Microsoft Universal Foldable Keyboard
An ultra-thin, stylish folding keyboard that you can pair with two devices simultaneously. Pair it up with an iOS, Android or Windows smartphone or tablet and then switch between two devices with a button press. Unfolded it measures 295x125mm with a full-size but low keyset (it's only 5mm thick unfolded, 11.5mm folded). A rechargeable battery will keep the keyboard going for three months off one charge, and Bluetooth 4.0 is required on the device.
198,000 yen plus at least 14,800 yen monthly plan
You can't really buy the "world's first personal robot that reads emotions" yet. The initial sale of 1,000 units sold out in a minute flat when it went on sale in Japan in June (there are more coming). Pepper is designed to read facial expressions, recognise friends and read surroundings and respond suitably. It is happy when praised, gets scared in the dark and sighs when upset. Pepper records significant emotional moments in a photo and video diary and displays its current emotional state on the chest screen. The robot is bristling with cameras, infrared sensors, touch sensors etc. in order to read its environment.
Volvo scored a PR hit with what it dubbed ‘Life Paint’. But now you can actually buy the stuff. Powder-fine particles of reflective paint mean it instantly turns anything it's sprayed on high-vis. The paint comes in four varieties: Light Metallic is a permanent grey colour ideal for solid materials such as metal or concrete - so bike wheel rims, helmets etc; Invisible Bright is a textile spray that washes out, and that's invisible in daylight; Sparkling Grey is the visible textile version; Horses and Pets works on fur and lasts for a week.
"The world's most advanced wearable" follows the original Moov's massive crowdfunding success. A nine-axis ‘Omni Motion’ 3D sensor in the wearable strapped to wrist or ankle means the Moov Now offers more complex feedback - not just tracking stride, but coaching you (via headphones) on stride length, impact, and pace when running, or giving lap, stroke and turn breakdowns when swimming. It's also got a six-month battery, comes with loads of workout and sport app options, supports wireless heart-rate straps and does the usual sleep and activity tracking too. Amazing, if it delivers (it's shipping in autumn).

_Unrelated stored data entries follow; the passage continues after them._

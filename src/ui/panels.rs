use eframe::egui::{self, Color32, RichText, Ui};

use crate::data::model::GameType;
use crate::state::{AppState, SelectionView};

// ---------------------------------------------------------------------------
// Left side panel – selection widgets
// ---------------------------------------------------------------------------

/// Render the left filter panel.
pub fn side_panel(ui: &mut Ui, state: &mut AppState) {
    ui.heading("Dashboard filters");
    ui.separator();

    let Some(selection) = state.selection.clone() else {
        if state.dataset.is_some() {
            ui.label("The loaded file contains no games.");
        } else {
            ui.label("No dataset loaded.");
        }
        return;
    };

    // ---- Season (most recent first) ----
    ui.strong("Season");
    let seasons = state.season_options();
    egui::ComboBox::from_id_salt("season")
        .selected_text(selection.season.to_string())
        .show_ui(ui, |ui: &mut Ui| {
            for season in seasons {
                if ui
                    .selectable_label(selection.season == season, season.to_string())
                    .clicked()
                {
                    state.select_season(season);
                }
            }
        });
    ui.add_space(8.0);

    // ---- Team (teams of the selected season) ----
    ui.strong("Team");
    let teams = state.team_options();
    let current_team = state
        .selection
        .as_ref()
        .map(|s| s.team.clone())
        .unwrap_or_default();
    egui::ComboBox::from_id_salt("team")
        .selected_text(&current_team)
        .show_ui(ui, |ui: &mut Ui| {
            for team in &teams {
                if ui.selectable_label(current_team == *team, team).clicked() {
                    state.select_team(team);
                }
            }
        });
    ui.add_space(8.0);

    // ---- Game type pills ----
    ui.strong("Game type");
    let mut game_type = selection.game_type;
    ui.horizontal_wrapped(|ui: &mut Ui| {
        for option in GameType::ALL {
            ui.selectable_value(&mut game_type, option, option.to_string());
        }
    });
    state.select_game_type(game_type);

    ui.separator();
    ui.label(format!("{} games selected", state.games.len()));
}

// ---------------------------------------------------------------------------
// Top bar
// ---------------------------------------------------------------------------

/// Render the top menu / toolbar.
pub fn top_bar(ui: &mut Ui, state: &mut AppState) {
    egui::menu::bar(ui, |ui: &mut Ui| {
        ui.menu_button("File", |ui: &mut Ui| {
            if ui.button("Open…").clicked() {
                open_file_dialog(state);
                ui.close_menu();
            }
            if ui.button("Reload").clicked() {
                state.reload();
                ui.close_menu();
            }
        });

        ui.separator();

        if let Some(ds) = &state.dataset {
            ui.label(format!(
                "{}: {} games loaded, {} seasons",
                state.source_name(),
                ds.len(),
                ds.seasons().len()
            ));
        }

        if let Some(msg) = &state.status_message {
            ui.separator();
            ui.label(RichText::new(msg).color(Color32::RED));
        }
    });
}

/// Title and caption above the charts.
pub fn selection_header(ui: &mut Ui, state: &AppState) {
    let Some(sel) = &state.selection else {
        return;
    };
    ui.heading(RichText::new(format!("{} – Season {}", sel.team, sel.season)).size(24.0));
    ui.horizontal(|ui: &mut Ui| {
        ui.label("Showing games:");
        ui.strong(sel.game_type.to_string());
    });
    if state.view == SelectionView::NoGames {
        ui.add_space(8.0);
        ui.label(
            RichText::new("⚠ No data available for the current selection.")
                .color(Color32::from_rgb(230, 160, 40)),
        );
    }
}

// ---------------------------------------------------------------------------
// File dialog
// ---------------------------------------------------------------------------

pub fn open_file_dialog(state: &mut AppState) {
    let file = rfd::FileDialog::new()
        .set_title("Open game results")
        .add_filter("Supported files", &["csv", "json", "parquet", "pq"])
        .add_filter("CSV", &["csv"])
        .add_filter("JSON", &["json"])
        .add_filter("Parquet", &["parquet", "pq"])
        .pick_file();

    if let Some(path) = file {
        state.open_path(path);
    }
}
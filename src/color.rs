use eframe::egui::Color32;
use palette::{Hsl, IntoColor, Srgb};

use crate::data::metrics::OutcomeKind;

// ---------------------------------------------------------------------------
// Outcome colours
// ---------------------------------------------------------------------------

/// Convert an HSL triple (hue in degrees) to an egui colour.
pub fn hsl_color(hue: f32, saturation: f32, lightness: f32) -> Color32 {
    let hsl = Hsl::new(hue, saturation, lightness);
    let rgb: Srgb = hsl.into_color();
    Color32::from_rgb(
        (rgb.red * 255.0).round() as u8,
        (rgb.green * 255.0).round() as u8,
        (rgb.blue * 255.0).round() as u8,
    )
}

fn hue(kind: OutcomeKind) -> f32 {
    match kind {
        OutcomeKind::Wins => 120.0,
        OutcomeKind::Losses => 0.0,
    }
}

/// Line colour: green for wins, red for losses.
pub fn outcome_color(kind: OutcomeKind) -> Color32 {
    hsl_color(hue(kind), 0.75, 0.40)
}

/// Lighter fill of the same hue, used for pie slices.
pub fn slice_fill(kind: OutcomeKind) -> Color32 {
    hsl_color(hue(kind), 0.60, 0.55)
}

#[cfg(test)]
mod tests {
    use super::*;

    #[test]
    fn wins_green_losses_red() {
        let w = outcome_color(OutcomeKind::Wins);
        assert!(w.g() > w.r() && w.g() > w.b());
        let l = outcome_color(OutcomeKind::Losses);
        assert!(l.r() > l.g() && l.r() > l.b());
    }

    #[test]
    fn fill_is_lighter() {
        for kind in OutcomeKind::ALL {
            let line = outcome_color(kind);
            let fill = slice_fill(kind);
            let sum = |c: Color32| c.r() as u32 + c.g() as u32 + c.b() as u32;
            assert!(sum(fill) > sum(line));
        }
    }

    #[test]
    fn primary_hues() {
        assert_eq!(hsl_color(0.0, 1.0, 0.5), Color32::from_rgb(255, 0, 0));
        assert_eq!(hsl_color(120.0, 1.0, 0.5), Color32::from_rgb(0, 255, 0));
    }
}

The original Fairphone sourced conflict-free tin and tantalum (from the Democratic Republic of the Congo), invested in a worker-controlled welfare fund with its factory in China and set up an e-waste recycling scheme in Ghana. The second iteration both ups the spec (5in Full HD screen, quadcore processor, Android 5.1 Lollipop) and the ethical elements, with greater supply chain transparency and longevity. The phone is designed to be modular and disassembled, with tutorials available on how to repair, replace or upgrade key components and spare parts sold online.
Philips Fidelio B5
The TV soundbar moves on an idea Philips already pioneered with the award-winning HTL9100. As well as being a standard TV speaker and wireless subwoofer combination, the ends of the B5 detach and can act as battery-powered, wireless rear/surround speakers - like the HTL9100. But now, both the rear speakers and main unit include Bluetooth with high-resolution aptX compatibility - which means you can now use all three sections independently as separate home speakers, taking one of the pair out onto the patio, for instance, while the other plays music in the kitchen.